Bucchi: "Il derby è sempre una partita diversa. Mi aspetto un bella gara"

07.02.2019 15:42 di Gerardo De Ioanni  articolo letto 69 volte
© foto di Daniele Buffa/Image Sport
Bucchi: "Il derby è sempre una partita diversa. Mi aspetto un bella gara"

Tempo di conferenza stampa in casa giallorossa, alla vigilia del derby con la Salernitana di domani sera all'Arechi di Salerno. In sala stampa, come ogni settimana, il tecnico del Benevento, Christian Bucchi. Di seguito le dichiarazioni del mister: 

LA GARA - "Mi aspetto una bella partita, si affrontano due squadre forti. La Salernitana, per organico, può giocarsi qualcosa di importante fino alla fine. Sarà un match ad alto tasso fisico perché loro sono molto fisici e poi giocano in casa, inizieranno sicuramente con molta aggressività la gara. Noi dovremo essere bravi a rispondere colpo su colpo in termini di aggressività ma aggiungendo anche qualità. Sarà una partita difficile per entrambe le squadre, ma anche bella se pensiamo alla cornice di pubblico che assicurano entrambe le tifoserie". 
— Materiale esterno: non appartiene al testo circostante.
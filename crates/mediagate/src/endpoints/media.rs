use std::io;

use axum::body::Body;
use axum::extract::{Path, State};
use axum::http::{HeaderMap, header};
use axum::response::{IntoResponse, Response};
use tokio_util::io::ReaderStream;

use mediagate_sources::ObjectKey;
use mediagate_service::caching::CacheError;

use crate::endpoints::ResponseError;
use crate::service::ServiceState;

/// Content type by file extension for the media formats the archive holds.
fn content_type_for(key: &ObjectKey) -> &'static str {
    let Some(extension) = key.extension() else {
        return "application/octet-stream";
    };
    match extension.to_ascii_lowercase().as_str() {
        "jpg" | "jpeg" => "image/jpeg",
        "png" => "image/png",
        "gif" => "image/gif",
        "webp" => "image/webp",
        "mp4" => "video/mp4",
        "mov" => "video/quicktime",
        "webm" => "video/webm",
        "mp3" => "audio/mpeg",
        "ogg" | "oga" => "audio/ogg",
        "wav" => "audio/wav",
        "m4a" => "audio/mp4",
        "pdf" => "application/pdf",
        "txt" => "text/plain; charset=utf-8",
        "json" => "application/json",
        _ => "application/octet-stream",
    }
}

/// Resolves a media file through the cache and streams it back.
pub async fn serve_media(
    State(service): State<ServiceState>,
    headers: HeaderMap,
    Path(filename): Path<String>,
) -> Result<Response, ResponseError> {
    if service.auth().authorize(&headers).is_none() {
        return Err(ResponseError::unauthorized());
    }

    let key = ObjectKey::new(&filename).map_err(CacheError::from)?;
    let local_path = service.media_cache().resolve(&key).await?;

    let file = match tokio::fs::File::open(&local_path).await {
        Ok(file) => file,
        // The entry was evicted between resolution and open; treat it as a
        // fresh miss once.
        Err(err) if err.kind() == io::ErrorKind::NotFound => {
            let local_path = service.media_cache().resolve(&key).await?;
            tokio::fs::File::open(&local_path).await?
        }
        Err(err) => return Err(err.into()),
    };

    let body = Body::from_stream(ReaderStream::new(file));
    let response = ([(header::CONTENT_TYPE, content_type_for(&key))], body);
    Ok(response.into_response())
}

#[cfg(test)]
mod tests {
    use super::*;

    #[test]
    fn test_content_type_for() {
        let ct = |name: &str| content_type_for(&ObjectKey::new(name).unwrap());
        assert_eq!(ct("IMG_2041.JPG"), "image/jpeg");
        assert_eq!(ct("voice-note.ogg"), "audio/ogg");
        assert_eq!(ct("clip.mp4"), "video/mp4");
        assert_eq!(ct("unknown.blob"), "application/octet-stream");
        assert_eq!(ct("no-extension"), "application/octet-stream");
    }
}
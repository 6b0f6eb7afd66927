use std::net::SocketAddr;

use anyhow::{Context, Result};

use mediagate_service::config::Config;

use crate::endpoints;
use crate::service::ServiceState;

/// Creates the service state and runs the HTTP server until it is stopped.
pub fn run(config: Config) -> Result<()> {
    let runtime = tokio::runtime::Builder::new_multi_thread()
        .thread_name("mediagate")
        .enable_all()
        .build()?;

    runtime.block_on(async move {
        let socket = config
            .bind
            .parse::<SocketAddr>()
            .context("invalid bind address")?;

        let service = ServiceState::create(config)
            .await
            .context("failed to create service state")?;

        tracing::info!("Starting HTTP server on {}", socket);
        axum_server::bind(socket)
            .serve(endpoints::create_app(service).into_make_service())
            .await?;
        tracing::info!("System shutdown complete");

        Ok(())
    })
}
ASENCIO, DI CHIARA, VIOLA -  "Asencio l'altro giorno ha accusato una distorsione, ieri non si è allenato. L'abbiamo convocato, vediamo se riusciamo a recuperarlo e ad averlo a disposizione per domani. Gianluca (Di Chiara n.d.r.) ha avuto un piccolo contrattempo, un leggero fastidio all'anca che sembra risolto. Così anche Viola che era febbricitante ma pare essersi ripreso". 

APPROCCIO - "Con il Venezia non abbiamo approcciato bene alla gara ma non dipende dall'avversario che affrontiamo. L'avversario non ci condiziona in tal senso, non cambia ciò che dobbiamo fare. La Salernitana ha molti giocatori bravi nelle ripartenze, è una squadra che - diversamente dal Venezia che ama il palleggio - preferisce stare più bassa e sfruttare il contropiede; i granata hanno caratteristiche diverse, noi dovremo esser bravi a trovare le giuste soluzioni". 

ARMENTEROS E CALDIROLA - "Su loro due sono io a essere cauto perché i percorsi sono importanti e vanno considerati. Caldirola viene da un lungo periodo di soli allenamenti, ha bisogno di esser buttato dentro e di giocare. Samuel, invece, ha giocato sempre per poi star fermo 45 giorni, ora per lui è come se stesse facendo la preparazione. Anche per lui è importante ritrovare il campo. Sono, comunque, utilizzabili entrambi". 

PROGRESSI - "Siamo partiti con l'idea di far qualcosa di buono, poi le persone intelligenti devono capire quali possono essere le difficoltà del proprio gruppo. il cambiamento nn deve essere visto come rinnegare qualcosa ma come volontà di fare qualcosa di importante per la propria squadra. Inizialmente subivamo troppi gol, ora abbiamo più equilibrio. Capire come i singoli calciatori possono rendere al meglio è difficile però è quello che abbiamo cercato di fare. Abbiamo tanti giocatori di qualità e tanti che possono esprimere molto di più di quello che abbiamo visto. Asencio può darci quella forza dirompente che ci ha dato all'inizio di campionato; Armenteros, Ricci e lo stesso Viola ci possono garantire tanta qualità: sta a me trovare la quadratura giusta. In linea generale ci siamo, vedo il sacrificio di tutti. Spesso sento in giro che giochiamo a cinque dietro, non è mica vero. A metà campo abbiamo Bandinelli che è un incursore, Buonaiuto che è molto offensivo, sugli esterni Letizia e Improta che attaccano sempre, dietro nei tre c'è Di Chiara che è pur sempre un esterno naturale. Mi sembra una formazione abbastanza offensiva. vogliamo continuare con i risultati positivi. Anche i pareggi muovono la classifica sebbene lì per lì resta l'amaro in bocca". 

DERBY - "Il derby è sempre una partita diversa ma non determinante se poi non hai continuità nelle altre partite. Dobbiamo essere bravi ad affrontare questa sfida con serenità; la Salernitana delle individualità importanti: Jallow non dà riferimenti, lo stesso Anderson è molto bravo tecnicamente, gioca tra e linee, fungendo da regista offensivo".

FORMAZIONE - "Può darsi che ci sia qualche cambiamento a centrocampo e in difesa".